◆ **Dataset extract**:
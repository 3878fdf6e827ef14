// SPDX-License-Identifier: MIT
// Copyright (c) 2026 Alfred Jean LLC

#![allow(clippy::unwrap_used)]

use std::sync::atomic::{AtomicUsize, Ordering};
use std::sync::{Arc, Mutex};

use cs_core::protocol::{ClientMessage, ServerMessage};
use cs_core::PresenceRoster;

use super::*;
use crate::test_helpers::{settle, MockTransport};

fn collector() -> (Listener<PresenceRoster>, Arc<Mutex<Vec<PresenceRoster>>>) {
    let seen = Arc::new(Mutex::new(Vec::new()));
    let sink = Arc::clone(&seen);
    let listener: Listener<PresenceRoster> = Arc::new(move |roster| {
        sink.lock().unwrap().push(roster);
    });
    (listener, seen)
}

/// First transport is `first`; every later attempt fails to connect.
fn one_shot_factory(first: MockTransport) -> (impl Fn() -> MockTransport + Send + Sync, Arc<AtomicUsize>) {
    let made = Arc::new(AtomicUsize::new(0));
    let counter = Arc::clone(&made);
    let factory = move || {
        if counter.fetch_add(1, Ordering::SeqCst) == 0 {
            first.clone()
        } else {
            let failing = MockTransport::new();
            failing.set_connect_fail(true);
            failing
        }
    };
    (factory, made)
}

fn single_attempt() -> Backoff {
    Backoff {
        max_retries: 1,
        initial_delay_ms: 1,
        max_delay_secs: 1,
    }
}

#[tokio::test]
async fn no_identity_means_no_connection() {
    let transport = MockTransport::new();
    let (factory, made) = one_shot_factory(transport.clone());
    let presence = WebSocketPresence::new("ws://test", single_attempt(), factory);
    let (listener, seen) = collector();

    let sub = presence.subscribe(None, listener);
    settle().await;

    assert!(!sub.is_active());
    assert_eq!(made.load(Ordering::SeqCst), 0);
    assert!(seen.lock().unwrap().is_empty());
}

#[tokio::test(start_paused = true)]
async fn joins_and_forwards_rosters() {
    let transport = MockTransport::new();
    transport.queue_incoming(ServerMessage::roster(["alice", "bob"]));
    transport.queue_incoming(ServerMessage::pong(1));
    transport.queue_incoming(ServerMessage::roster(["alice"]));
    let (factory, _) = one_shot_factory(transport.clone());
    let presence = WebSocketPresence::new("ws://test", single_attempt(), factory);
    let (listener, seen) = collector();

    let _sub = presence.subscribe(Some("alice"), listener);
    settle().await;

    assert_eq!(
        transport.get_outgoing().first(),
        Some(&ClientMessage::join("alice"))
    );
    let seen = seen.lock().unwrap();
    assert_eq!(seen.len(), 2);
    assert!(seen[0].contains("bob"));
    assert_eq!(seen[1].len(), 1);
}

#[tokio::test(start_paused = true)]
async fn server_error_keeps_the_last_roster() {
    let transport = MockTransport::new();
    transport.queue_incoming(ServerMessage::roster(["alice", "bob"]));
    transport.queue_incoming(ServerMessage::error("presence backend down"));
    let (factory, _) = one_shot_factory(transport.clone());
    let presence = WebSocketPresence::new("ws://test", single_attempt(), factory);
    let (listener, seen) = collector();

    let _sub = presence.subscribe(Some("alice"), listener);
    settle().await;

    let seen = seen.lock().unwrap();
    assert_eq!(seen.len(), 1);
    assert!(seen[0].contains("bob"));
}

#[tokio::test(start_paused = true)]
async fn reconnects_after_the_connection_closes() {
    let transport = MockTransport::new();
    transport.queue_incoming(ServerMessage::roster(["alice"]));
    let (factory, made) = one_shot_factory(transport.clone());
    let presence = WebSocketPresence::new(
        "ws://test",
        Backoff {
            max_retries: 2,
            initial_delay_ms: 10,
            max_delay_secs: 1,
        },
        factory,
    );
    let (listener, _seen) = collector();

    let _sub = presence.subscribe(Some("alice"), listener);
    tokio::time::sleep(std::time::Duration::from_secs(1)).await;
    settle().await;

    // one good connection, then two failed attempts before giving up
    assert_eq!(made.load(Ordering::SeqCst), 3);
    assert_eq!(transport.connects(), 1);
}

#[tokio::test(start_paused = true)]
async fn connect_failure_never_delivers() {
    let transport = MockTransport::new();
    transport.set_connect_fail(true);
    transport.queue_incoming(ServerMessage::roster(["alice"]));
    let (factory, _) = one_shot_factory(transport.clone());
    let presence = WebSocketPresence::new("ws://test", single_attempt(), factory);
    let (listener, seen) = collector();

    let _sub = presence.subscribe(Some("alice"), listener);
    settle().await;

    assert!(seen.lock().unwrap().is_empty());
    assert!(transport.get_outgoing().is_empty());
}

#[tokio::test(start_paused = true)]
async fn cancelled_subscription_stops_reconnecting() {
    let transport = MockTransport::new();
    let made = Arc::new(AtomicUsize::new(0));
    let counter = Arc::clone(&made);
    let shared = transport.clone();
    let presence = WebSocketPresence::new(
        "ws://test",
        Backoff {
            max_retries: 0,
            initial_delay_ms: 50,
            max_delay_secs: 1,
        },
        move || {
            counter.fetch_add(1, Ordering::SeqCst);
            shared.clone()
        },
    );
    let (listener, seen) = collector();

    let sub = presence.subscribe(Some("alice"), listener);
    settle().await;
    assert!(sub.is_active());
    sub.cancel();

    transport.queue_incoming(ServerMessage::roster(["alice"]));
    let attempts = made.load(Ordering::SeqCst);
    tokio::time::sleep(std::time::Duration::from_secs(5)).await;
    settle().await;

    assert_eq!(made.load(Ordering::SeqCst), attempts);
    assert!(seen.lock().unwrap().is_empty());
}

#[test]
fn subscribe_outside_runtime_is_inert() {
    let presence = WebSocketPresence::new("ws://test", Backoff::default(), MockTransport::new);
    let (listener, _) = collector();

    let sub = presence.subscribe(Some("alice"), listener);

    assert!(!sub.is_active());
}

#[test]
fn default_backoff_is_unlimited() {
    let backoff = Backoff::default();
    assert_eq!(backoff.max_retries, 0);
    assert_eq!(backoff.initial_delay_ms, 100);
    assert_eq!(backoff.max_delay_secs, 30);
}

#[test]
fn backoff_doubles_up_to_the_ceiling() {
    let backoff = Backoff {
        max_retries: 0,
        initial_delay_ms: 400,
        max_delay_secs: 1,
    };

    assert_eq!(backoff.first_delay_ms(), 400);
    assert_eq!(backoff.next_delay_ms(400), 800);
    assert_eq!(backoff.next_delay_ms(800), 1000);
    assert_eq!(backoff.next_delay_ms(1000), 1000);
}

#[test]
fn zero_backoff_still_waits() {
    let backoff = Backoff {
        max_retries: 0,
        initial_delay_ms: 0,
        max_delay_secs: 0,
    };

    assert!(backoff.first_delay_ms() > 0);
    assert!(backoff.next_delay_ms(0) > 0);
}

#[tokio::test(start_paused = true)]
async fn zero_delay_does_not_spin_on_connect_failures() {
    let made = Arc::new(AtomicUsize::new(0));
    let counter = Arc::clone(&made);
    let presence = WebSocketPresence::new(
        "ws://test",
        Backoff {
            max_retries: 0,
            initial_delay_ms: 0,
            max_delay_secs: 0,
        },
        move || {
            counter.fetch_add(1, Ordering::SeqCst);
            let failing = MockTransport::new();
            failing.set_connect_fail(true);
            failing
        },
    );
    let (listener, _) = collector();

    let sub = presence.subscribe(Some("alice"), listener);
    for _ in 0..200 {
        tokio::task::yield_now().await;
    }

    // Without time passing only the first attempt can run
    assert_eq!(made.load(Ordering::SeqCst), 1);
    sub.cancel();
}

◆ **Your goal**: I need each of the entries above printed again exactly.

◆ **Result**:
repository 3878fdf6e827ef14
// SPDX-License-Identifier: MIT
// Copyright (c) 2026 Alfred Jean LLC

#![allow(clippy::unwrap_used)]

use std::sync::atomic::{AtomicUsize, Ordering};
use std::sync::{Arc, Mutex};

use cs_core::protocol::{ClientMessage, ServerMessage};
use cs_core::PresenceRoster;

use super::*;
use crate::test_helpers::{settle, MockTransport};

fn collector() -> (Listener<PresenceRoster>, Arc<Mutex<Vec<PresenceRoster>>>) {
    let seen = Arc::new(Mutex::new(Vec::new()));
    let sink = Arc::clone(&seen);
    let listener: Listener<PresenceRoster> = Arc::new(move |roster| {
        sink.lock().unwrap().push(roster);
    });
    (listener, seen)
}

/// First transport is `first`; every later attempt fails to connect.
fn one_shot_factory(first: MockTransport) -> (impl Fn() -> MockTransport + Send + Sync, Arc<AtomicUsize>) {
    let made = Arc::new(AtomicUsize::new(0));
    let counter = Arc::clone(&made);
    let factory = move || {
        if counter.fetch_add(1, Ordering::SeqCst) == 0 {
            first.clone()
        } else {
            let failing = MockTransport::new();
            failing.set_connect_fail(true);
            failing
        }
    };
    (factory, made)
}

fn single_attempt() -> Backoff {
    Backoff {
        max_retries: 1,
        initial_delay_ms: 1,
        max_delay_secs: 1,
    }
}

#[tokio::test]
async fn no_identity_means_no_connection() {
    let transport = MockTransport::new();
    let (factory, made) = one_shot_factory(transport.clone());
    let presence = WebSocketPresence::new("ws://test", single_attempt(), factory);
    let (listener, seen) = collector();

    let sub = presence.subscribe(None, listener);
    settle().await;

    assert!(!sub.is_active());
    assert_eq!(made.load(Ordering::SeqCst), 0);
    assert!(seen.lock().unwrap().is_empty());
}

#[tokio::test(start_paused = true)]
async fn joins_and_forwards_rosters() {
    let transport = MockTransport::new();
    transport.queue_incoming(ServerMessage::roster(["alice", "bob"]));
    transport.queue_incoming(ServerMessage::pong(1));
    transport.queue_incoming(ServerMessage::roster(["alice"]));
    let (factory, _) = one_shot_factory(transport.clone());
    let presence = WebSocketPresence::new("ws://test", single_attempt(), factory);
    let (listener, seen) = collector();

    let _sub = presence.subscribe(Some("alice"), listener);
    settle().await;

    assert_eq!(
        transport.get_outgoing().first(),
        Some(&ClientMessage::join("alice"))
    );
    let seen = seen.lock().unwrap();
    assert_eq!(seen.len(), 2);
    assert!(seen[0].contains("bob"));
    assert_eq!(seen[1].len(), 1);
}

#[tokio::test(start_paused = true)]
async fn server_error_keeps_the_last_roster() {
    let transport = MockTransport::new();
    transport.queue_incoming(ServerMessage::roster(["alice", "bob"]));
    transport.queue_incoming(ServerMessage::error("presence backend down"));
    let (factory, _) = one_shot_factory(transport.clone());
    let presence = WebSocketPresence::new("ws://test", single_attempt(), factory);
    let (listener, seen) = collector();

    let _sub = presence.subscribe(Some("alice"), listener);
    settle().await;

    let seen = seen.lock().unwrap();
    assert_eq!(seen.len(), 1);
    assert!(seen[0].contains("bob"));
}

#[tokio::test(start_paused = true)]
async fn reconnects_after_the_connection_closes() {
    let transport = MockTransport::new();
    transport.queue_incoming(ServerMessage::roster(["alice"]));
    let (factory, made) = one_shot_factory(transport.clone());
    let presence = WebSocketPresence::new(
        "ws://test",
        Backoff {
            max_retries: 2,
            initial_delay_ms: 10,
            max_delay_secs: 1,
        },
        factory,
    );
    let (listener, _seen) = collector();

    let _sub = presence.subscribe(Some("alice"), listener);
    tokio::time::sleep(std::time::Duration::from_secs(1)).await;
    settle().await;

    // one good connection, then two failed attempts before giving up
    assert_eq!(made.load(Ordering::SeqCst), 3);
    assert_eq!(transport.connects(), 1);
}

#[tokio::test(start_paused = true)]
async fn connect_failure_never_delivers() {
    let transport = MockTransport::new();
    transport.set_connect_fail(true);
    transport.queue_incoming(ServerMessage::roster(["alice"]));
    let (factory, _) = one_shot_factory(transport.clone());
    let presence = WebSocketPresence::new("ws://test", single_attempt(), factory);
    let (listener, seen) = collector();

    let _sub = presence.subscribe(Some("alice"), listener);
    settle().await;

    assert!(seen.lock().unwrap().is_empty());
    assert!(transport.get_outgoing().is_empty());
}

#[tokio::test(start_paused = true)]
async fn cancelled_subscription_stops_reconnecting() {
    let transport = MockTransport::new();
    let made = Arc::new(AtomicUsize::new(0));
    let counter = Arc::clone(&made);
    let shared = transport.clone();
    let presence = WebSocketPresence::new(
        "ws://test",
        Backoff {
            max_retries: 0,
            initial_delay_ms: 50,
            max_delay_secs: 1,
        },
        move || {
            counter.fetch_add(1, Ordering::SeqCst);
            shared.clone()
        },
    );
    let (listener, seen) = collector();

    let sub = presence.subscribe(Some("alice"), listener);
    settle().await;
    assert!(sub.is_active());
    sub.cancel();

    transport.queue_incoming(ServerMessage::roster(["alice"]));
    let attempts = made.load(Ordering::SeqCst);
    tokio::time::sleep(std::time::Duration::from_secs(5)).await;
    settle().await;

    assert_eq!(made.load(Ordering::SeqCst), attempts);
    assert!(seen.lock().unwrap().is_empty());
}

#[test]
fn subscribe_outside_runtime_is_inert() {
    let presence = WebSocketPresence::new("ws://test", Backoff::default(), MockTransport::new);
    let (listener, _) = collector();

    let sub = presence.subscribe(Some("alice"), listener);

    assert!(!sub.is_active());
}

#[test]
fn default_backoff_is_unlimited() {
    let backoff = Backoff::default();
    assert_eq!(backoff.max_retries, 0);
    assert_eq!(backoff.initial_delay_ms, 100);
    assert_eq!(backoff.max_delay_secs, 30);
}

#[test]
fn backoff_doubles_up_to_the_ceiling() {
    let backoff = Backoff {
        max_retries: 0,
        initial_delay_ms: 400,
        max_delay_secs: 1,
    };

    assert_eq!(backoff.first_delay_ms(), 400);
    assert_eq!(backoff.next_delay_ms(400), 800);
    assert_eq!(backoff.next_delay_ms(800), 1000);
    assert_eq!(backoff.next_delay_ms(1000), 1000);
}

#[test]
fn zero_backoff_still_waits() {
    let backoff = Backoff {
        max_retries: 0,
        initial_delay_ms: 0,
        max_delay_secs: 0,
    };

    assert!(backoff.first_delay_ms() > 0);
    assert!(backoff.next_delay_ms(0) > 0);
}

#[tokio::test(start_paused = true)]
async fn zero_delay_does_not_spin_on_connect_failures() {
    let made = Arc::new(AtomicUsize::new(0));
    let counter = Arc::clone(&made);
    let presence = WebSocketPresence::new(
        "ws://test",
        Backoff {
            max_retries: 0,
            initial_delay_ms: 0,
            max_delay_secs: 0,
        },
        move || {
            counter.fetch_add(1, Ordering::SeqCst);
            let failing = MockTransport::new();
            failing.set_connect_fail(true);
            failing
        },
    );
    let (listener, _) = collector();

    let sub = presence.subscribe(Some("alice"), listener);
    for _ in 0..200 {
        tokio::task::yield_now().await;
    }

    // Without time passing only the first attempt can run
    assert_eq!(made.load(Ordering::SeqCst), 1);
    sub.cancel();
}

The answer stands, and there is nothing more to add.